Coverage-directed Differential Testing of X.509 Certificate Validation in SSL/TLS Implementations

Abstract

Secure Sockets Layer (SSL) and Transport Security (TLS) are two secure protocols for creating secure connections over the Internet. X.509 certificate validation is important for security and needs to be performed before an SSL/TLS connection is established. Some advanced testing techniques, such as frankencert , have revealed, through randomly mutating Internet accessible certificates, that there exist unexpected, sometimes critical, validation differences among different SSL/TLS implementations. Despite these efforts, X.509 certificate validation still needs to be thoroughly tested as this work shows.

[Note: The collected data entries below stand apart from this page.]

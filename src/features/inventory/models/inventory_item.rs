use chrono::{DateTime, Utc};
use serde::Serialize;
use sqlx::FromRow;
use utoipa::ToSchema;
use uuid::Uuid;

/// Stock line counted by the inventory worker
#[derive(Debug, Clone, Serialize, FromRow, ToSchema)]
pub struct InventoryItem {
    pub id: Uuid,
    pub item_name: String,
    pub quantity: i32,
    pub location: Option<String>,
    pub category: Option<String>,
    pub notes: Option<String>,
    pub last_updated: DateTime<Utc>,
}

#[derive(Debug, Clone)]
pub struct NewInventoryItem {
    pub item_name: String,
    pub quantity: i32,
    pub location: Option<String>,
    pub category: Option<String>,
    pub notes: Option<String>,
}

/// `None` leaves a column unchanged; `Some(None)` clears a nullable one
#[derive(Debug, Clone, Default)]
pub struct InventoryPatch {
    pub item_name: Option<String>,
    pub quantity: Option<i32>,
    pub location: Option<Option<String>>,
    pub category: Option<Option<String>>,
    pub notes: Option<Option<String>>,
}
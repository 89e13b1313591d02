mod attendance_repository;
#[cfg(test)]
mod memory;

pub use attendance_repository::{AttendanceRepository, PgAttendanceRepository};
#[cfg(test)]
pub use memory::MemoryAttendanceRepository;
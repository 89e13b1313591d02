mod account_dto;

pub use account_dto::*;
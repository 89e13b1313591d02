use async_trait::async_trait;
use chrono::NaiveDate;
use sqlx::PgPool;
use uuid::Uuid;

use crate::core::database::db_error;
use crate::core::error::Result;
use crate::features::attendance::models::{AttendanceEntry, AttendanceRecord};

const COLUMNS: &str = "id, company_id, employee_name, checkin_date, checkin_time, checkout_time, created_at, updated_at";

/// Storage boundary for employee check-ins
#[async_trait]
pub trait AttendanceRepository: Send + Sync {
    async fn find(
        &self,
        company_id: i64,
        employee_name: &str,
        date: NaiveDate,
    ) -> Result<Option<AttendanceRecord>>;

    /// Fails with a conflict when the employee already has a record for the day
    async fn insert(
        &self,
        company_id: i64,
        employee_name: &str,
        date: NaiveDate,
        checkin_time: &str,
    ) -> Result<AttendanceRecord>;

    /// Set the checkout time of the day's record if it is still open
    async fn close(
        &self,
        company_id: i64,
        employee_name: &str,
        date: NaiveDate,
        checkout_time: &str,
    ) -> Result<Option<AttendanceRecord>>;

    /// Every record of a day, latest check-in first
    async fn list_for_date(&self, date: NaiveDate) -> Result<Vec<AttendanceEntry>>;
}

pub struct PgAttendanceRepository {
    pool: PgPool,
}

impl PgAttendanceRepository {
    pub fn new(pool: PgPool) -> Self {
        Self { pool }
    }
}

#[async_trait]
impl AttendanceRepository for PgAttendanceRepository {
    async fn find(
        &self,
        company_id: i64,
        employee_name: &str,
        date: NaiveDate,
    ) -> Result<Option<AttendanceRecord>> {
        sqlx::query_as::<_, AttendanceRecord>(&format!(
            "SELECT {COLUMNS} FROM attendance WHERE company_id = $1 AND employee_name = $2 AND checkin_date = $3"
        ))
        .bind(company_id)
        .bind(employee_name)
        .bind(date)
        .fetch_optional(&self.pool)
        .await
        .map_err(|e| db_error("Failed to get attendance record", e))
    }

    async fn insert(
        &self,
        company_id: i64,
        employee_name: &str,
        date: NaiveDate,
        checkin_time: &str,
    ) -> Result<AttendanceRecord> {
        sqlx::query_as::<_, AttendanceRecord>(&format!(
            r#"
            INSERT INTO attendance (id, company_id, employee_name, checkin_date, checkin_time)
            VALUES ($1, $2, $3, $4, $5)
            RETURNING {COLUMNS}
            "#
        ))
        .bind(Uuid::now_v7())
        .bind(company_id)
        .bind(employee_name)
        .bind(date)
        .bind(checkin_time)
        .fetch_one(&self.pool)
        .await
        .map_err(|e| db_error("Failed to record check-in", e))
    }

    async fn close(
        &self,
        company_id: i64,
        employee_name: &str,
        date: NaiveDate,
        checkout_time: &str,
    ) -> Result<Option<AttendanceRecord>> {
        sqlx::query_as::<_, AttendanceRecord>(&format!(
            r#"
            UPDATE attendance
            SET checkout_time = $4, updated_at = NOW()
            WHERE company_id = $1 AND employee_name = $2 AND checkin_date = $3
              AND checkout_time IS NULL
            RETURNING {COLUMNS}
            "#
        ))
        .bind(company_id)
        .bind(employee_name)
        .bind(date)
        .bind(checkout_time)
        .fetch_optional(&self.pool)
        .await
        .map_err(|e| db_error("Failed to record check-out", e))
    }

    async fn list_for_date(&self, date: NaiveDate) -> Result<Vec<AttendanceEntry>> {
        sqlx::query_as::<_, AttendanceEntry>(
            r#"
            SELECT a.id, a.company_id, c.name AS company_name, a.employee_name,
                   a.checkin_date, a.checkin_time, a.checkout_time
            FROM attendance a
            JOIN companies c ON c.id = a.company_id
            WHERE a.checkin_date = $1
            ORDER BY a.checkin_time DESC, a.employee_name
            "#,
        )
        .bind(date)
        .fetch_all(&self.pool)
        .await
        .map_err(|e| db_error("Failed to list attendance", e))
    }
}
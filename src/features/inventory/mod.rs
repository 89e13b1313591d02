//! Site stock recorded by the inventory worker and curated by the admin.
//!
//! | Method | Endpoint | Access |
//! |--------|----------|--------|
//! | POST | `/api/inventory` | inventory worker, admin |
//! | GET | `/api/admin/inventory?search=` | admin |
//! | PATCH/DELETE | `/api/admin/inventory/{id}` | admin |

pub mod dtos;
pub mod handlers;
pub mod models;
pub mod repositories;
pub mod routes;
pub mod services;

pub use repositories::PgInventoryRepository;
pub use services::InventoryService;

This article tackles this challenge by proposing transcert , a coverage-directed technique to much more effectively test real-world certificate validation code. Our core insight is to (1) leverage easily accessible Internet certificates as seed certificates and (2) use code coverage to direct certificate mutation toward generating a set of diverse certificates. The generated certificates are then used to reveal discrepancies, thus potential flaws, among different certificate validation implementations. We implement transcert and evaluate it against frankencert , NEZHA , and RFCcert (three advanced fuzzing techniques) on five widely used SSL/TLS implementations. The evaluation results clearly show the strengths of transcert : During 10,000 iterations, transcert reveals 71 unique validation differences, 12×, 1.4×, and 7× as many as those revealed by frankencert , NEZHA , and RFCcert , respectively; it also supplements RFCcert in conformance testing of the SSL/TLS implementations against 120 validation rules, 85 of which are exclusively covered by transcert -generated certificates. We identify 17 root causes of validation differences, all of which have been confirmed and 11 have never been reported previously. The transcert -generated X.509 certificates also reveal that the primary goal of certificate chain validation is stated ambiguously in the widely adopted public key infrastructure standard RFC 5280.